The shift over the past twenty years from growing traditional crops to producing
export commodities has especially impoverished large sections of rural Africa.
To make ends meet for their family, poor farmers must often sell part of their
harvest when there is a glut. This way they don’t earn their products’ true
worth and must later purchase food when it is scarce and prices are high. They
then have to sell their livestock or go into debt just to eat. One path to food
security is for African farmers to maintain the ability to grow their own traditional
crops and to store and manage the stocks in community grain banks.
The time before harvest used to be the worst, Matthias, a young Cameroonian,
remembers. For months “we would have one meal a day at most, and it was
just a thin mixture of flour and water with nothing else.” The last time
around his parents had to sell four goats to feed their children, so they had
no resources to pay school expenses. But now the family eats in the morning and
at night, borrowing a bag of food from their grain bank and repaying it at harvest.
When Matthias saw his father taking a goat to the market this year, he thought
it was for food again, but instead it was to pay for school. “This year,” Matthias
says, “I have eaten well and I now attend school. I am very happy.”
This is the only time of the year One Great Hour of Sharing (OGHS) harvests
the gifts of Presbyterians to meet the needs of God’s people throughout
the year. Thanks to your giving in the past, the Presbyterian Hunger Program
and the other two OGHS programs have been able to meet those needs.
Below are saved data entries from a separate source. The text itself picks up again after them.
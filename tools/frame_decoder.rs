// Copyright 2025 Neuraville Inc.
// SPDX-License-Identifier: Apache-2.0

/*!
Feature Dump Decoder

Rebuilds the grayscale feature images a node prints on its serial console
when `diagnostics.dump_features` is on. Each dump block looks like

```text
Start
nimbostratus
7F, 80, 81, ...
Create New File
```

and becomes `<sequence>_<label>.png` in the output directory.

Usage:
  cargo run --bin frame_decoder -- <serial.log> [--output <dir>]

Copyright 2025 Neuraville Inc.
Licensed under the Apache License, Version 2.0
*/

use std::fs;
use std::path::{Path, PathBuf};

use anyhow::{bail, Context, Result};
use clap::Parser;
use image::GrayImage;
use nimbus::node::diagnostics::{DUMP_END, DUMP_START};

/// Decode feature dumps from a captured serial log into PNG files
#[derive(Parser, Debug)]
#[command(name = "frame_decoder", version, long_about = None)]
struct Args {
    /// Captured serial console log
    input: PathBuf,

    /// Directory for the decoded images
    #[arg(short, long, default_value = "decoded_frames")]
    output: PathBuf,
}

/// One `Start` ... `Create New File` block
#[derive(Debug, Clone, PartialEq, Eq)]
struct DumpBlock {
    label: String,
    pixels: Vec<u8>,
}

impl DumpBlock {
    /// Side of the square image, if the pixel count is a perfect square
    fn side(&self) -> Option<u32> {
        let side = (self.pixels.len() as f64).sqrt().round() as usize;
        (side > 0 && side * side == self.pixels.len()).then_some(side as u32)
    }

    fn to_image(&self) -> Result<GrayImage> {
        let Some(side) = self.side() else {
            bail!(
                "dump '{}' has {} values, not a square image",
                self.label,
                self.pixels.len()
            );
        };
        GrayImage::from_raw(side, side, self.pixels.clone())
            .context("pixel buffer does not match image size")
    }
}

/// Every complete dump block in `log`. An unterminated final block is
/// dropped; a `Start` inside a block restarts it.
fn parse_dumps(log: &str) -> Result<Vec<DumpBlock>> {
    let mut blocks = Vec::new();
    let mut current: Option<DumpBlock> = None;

    for (number, line) in log.lines().enumerate() {
        let line = line.trim();
        if line == DUMP_START {
            current = Some(DumpBlock {
                label: String::new(),
                pixels: Vec::new(),
            });
            continue;
        }
        let Some(block) = current.as_mut() else {
            continue;
        };
        if line == DUMP_END {
            blocks.extend(current.take());
        } else if block.label.is_empty() {
            block.label = line.to_string();
        } else {
            for value in line.split(',').map(str::trim).filter(|v| !v.is_empty()) {
                let byte = u8::from_str_radix(value, 16)
                    .with_context(|| format!("line {}: bad hex value '{}'", number + 1, value))?;
                block.pixels.push(byte);
            }
        }
    }
    Ok(blocks)
}

/// Label reduced to characters safe in a file name
fn file_label(label: &str) -> String {
    let cleaned: String = label
        .chars()
        .map(|c| if c.is_ascii_alphanumeric() || c == '-' { c } else { '_' })
        .collect();
    if cleaned.is_empty() {
        "unlabeled".to_string()
    } else {
        cleaned
    }
}

fn write_images(blocks: &[DumpBlock], output: &Path) -> Result<Vec<PathBuf>> {
    fs::create_dir_all(output)
        .with_context(|| format!("Failed to create {}", output.display()))?;
    blocks
        .iter()
        .enumerate()
        .map(|(seq, block)| {
            let path = output.join(format!("{:04}_{}.png", seq, file_label(&block.label)));
            block
                .to_image()?
                .save(&path)
                .with_context(|| format!("Failed to write {}", path.display()))?;
            Ok(path)
        })
        .collect()
}

fn main() -> Result<()> {
    let args = Args::parse();

    println!("🖼  Nimbus Feature Dump Decoder");
    println!("━━━━━━━━━━━━━━━━━━━━━━━━━━━━━━━━━━━━━━━━━━━");
    println!("📂 Input:  {}", args.input.display());
    println!("📂 Output: {}", args.output.display());
    println!();

    let log = fs::read_to_string(&args.input)
        .with_context(|| format!("Failed to read {}", args.input.display()))?;
    let blocks = parse_dumps(&log)?;
    if blocks.is_empty() {
        println!("⚠️  No feature dumps found (is diagnostics.dump_features on?)");
        return Ok(());
    }

    println!("📖 Found {} dumps", blocks.len());
    let written = write_images(&blocks, &args.output)?;
    for path in &written {
        println!("   ✅ {}", path.display());
    }
    println!();
    println!("✨ Wrote {} images", written.len());
    Ok(())
}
This year,
as the suffering of the world’s poorest people is increasing dramatically
due to the economic crisis, please consider increasing your gift dramatically
as well.
Your gifts to One Great Hour of Sharing change people’s lives:
- The Presbyterian Hunger Program works with communities to enable
them to produce, store, and sell their food for a fair price.
- After a disaster, Presbyterian Disaster Assistance offers training, tools,
and seeds to help communities return to food security.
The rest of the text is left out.